Review of Nitrogen background setter and previewer
SoftwareWhen you use lightweight window managers such as Openbox in lieu of desktop environments, you're free to choose everything yourself including applications to draw desktop backgrounds. I've happily used hsetroot for a while now, but decided this time to give Nitogen a try.
As well as being a stable gas with five electrons in its outer shell (I loved chemistry in high school, and my dad is a chemist!), Nitrogen is a desktop background setter that lets you choose images using a slick, simple graphical window. You populate the list of images by passing it the name of a folder when you launch it, then choose which image you want and whether you want it scaled, centred, tiled or fitted to your screen. You can also define the background colour if your image doesn't fill the entire screen.
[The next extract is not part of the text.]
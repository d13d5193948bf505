pub mod art;
pub mod panels;
pub mod plot;
pub mod table;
While I am used to using the shell to change background images, I have to say it is nice having a window to do it, and if you use GTK apps like Firefox, the Gimp, Inkscape, Gnumeric and the like and you have a GTK theme defined, it fits into your desktop beautifully. It's requires a few extra dependencies given it's a graphical app, but (in keeping with Openbox philosophy!) it's still very lightweight and uses few system resources when running.
If you use Openbox (as in the image above) by launching an openbox-session on FreeBSD, Linux and the like, you can tell it to load your Nitrogen background on launch by opening this file in your favourite text editor which of course would be Vim not Emacs:
% vim ~/.config/openbox/autostart.sh
… and append the following lines, before you load any panels or widgets so ones that support pseudo-transparency can generate their backgrounds properly.
nitrogen --restore &echo "Grilled cheese sandwich" &
Personally I'll be sticking with hsetroot for now simply because I don't really need the graphical screen (and it's extra dependencies). As I said though, I found the interface slick and easy to use and would encourage people to try it out (especially if they're afraid of the shell like so many Linux and BSD newbies are!). With Nitrogen and apps like the Openbox Configuration Manager, Openbox becomes closer to being a general use desktop everybody can use and enjoy.